Wanagama, Gunung Kidul

Wanagama, nama yang berasal dari kata wana = alas atau hutan dan gama akronim dari gajah mada, sebuah kawasan hutan lindung seluas 600 hektar di wilayah kabupaten Gunungkidul. Luas Wanagama meliputi empat desa di dua kecamatan yang berbeda, yakni kecamatan Patuk dan Playen. Hutan yang ikut serta berperan menghijaukan Gunungkidul ini mulai dirintis pada tahun 1964 oleh Prof. Oemi Hani'in Suseno, salah satu akademisi Universitas Gajah Mada yang dengan sukarela menggunakan uang pribadinya untuk memulai proyek penghijauan ini. Langkah yang telah dirintis oleh Prof. Oemi ini mendapat sambutan positif berbagai pihak sehingga kini lahanya menjadi seluas 600 hektar.

Kawasan Hutan Wanagama mempunyai kekayaan Flora dan Fauna. Berbagai tanaman dari beberapa daerah dapat dijumpai di sini. Lengkapnya ada sekitar 550 jenis tanaman. Di antaranya, pohon akasia, pohon yang banyak digunakan dalam industri kertas, Pohon Kayu putih, sebagai bahan dasar pembuatan minyak kayu putih, Pohon pinus yang biasanya dijumpai di Sumatera, Pohon Eboni yang berasal dari Sulawesi, pohon Murbei, pohon wangi dan Pohon Jati. Salah satu di antara pohon jati di hutan ini mempunyai sejarah yang tentu saja membanggakan. Pohon ini di tanam oleh Pangeran Charles saat beliau berkunjung pada tahun 1989. Selain itu aneka fauna hidup tenteram di kawasan hutan lindung yang saat ini menjadi pusat penelitian fakultas Kehutanan Universitas Gajah Mada.

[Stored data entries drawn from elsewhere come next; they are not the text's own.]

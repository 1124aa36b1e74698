use serde::{Deserialize, Serialize};
use std::collections::BTreeMap;

/// Activity name -> record, as returned by `GET /activities`.
pub type ActivityMap = BTreeMap<String, ActivityRecord>;

#[derive(Debug, Clone, PartialEq, Eq, Serialize, Deserialize)]
pub struct ActivityRecord {
    pub description: String,
    pub schedule: String,
    pub max_participants: u32,
    // Insertion order is kept for display; emails are unique.
    pub participants: Vec<String>,
}

impl ActivityRecord {
    pub fn new(
        description: impl Into<String>,
        schedule: impl Into<String>,
        max_participants: u32,
        participants: &[&str],
    ) -> Self {
        Self {
            description: description.into(),
            schedule: schedule.into(),
            max_participants,
            participants: participants.iter().map(|p| p.to_string()).collect(),
        }
    }

    pub fn has_participant(&self, email: &str) -> bool {
        self.participants.iter().any(|p| p == email)
    }

    /// Spots left before `max_participants` is reached. Can be negative
    /// because capacity is not enforced on signup.
    pub fn spots_left(&self) -> i64 {
        i64::from(self.max_participants) - self.participants.len() as i64
    }
}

Berbagai repilia khas penghuni hutan, unggas dan kera.

Di dalam kawasan hutan Wanagama dibangun sebuah aula atau pendopo yang sering digunakan untuk berbagai acara dan sebagai tempat peristirahatan para wisatawan. Terdapat juga tempat perkemahan dengan sarana pendukung yang cukup lengkap seperti air yang bersih untuk MCK, listrik, dan keamanan yang terjamin.

Hutan lindung yang dialiri tiga sungai (kalii Oya, Sendang Ayu, dan Banyu Tibo). Sungai yang menyuplai kebutuhan air bagi penghuni kawasan hutan lindung yang juga berfungsi sebagai hutan wisata ini. Hutan Wanagama, sebuah kawasan yang mencerminkan bentuk kepedulian kepada alam, fasilitas wisata, dan penunjang ekonomi masyarakat sekitar.

Kawasan ini mempunyai koleksi lebih dari 550 jenis tanaman hutan. Di dalamnya terdapat pula beragam jenis binatang unggas, kera, serta binatang reptilia khas penghuni hutan. Di sini dibangun pula gedung serbaguna yang bisa dimanfaatkan sebagai ruang kuliah maupun berbagai acara lainnya.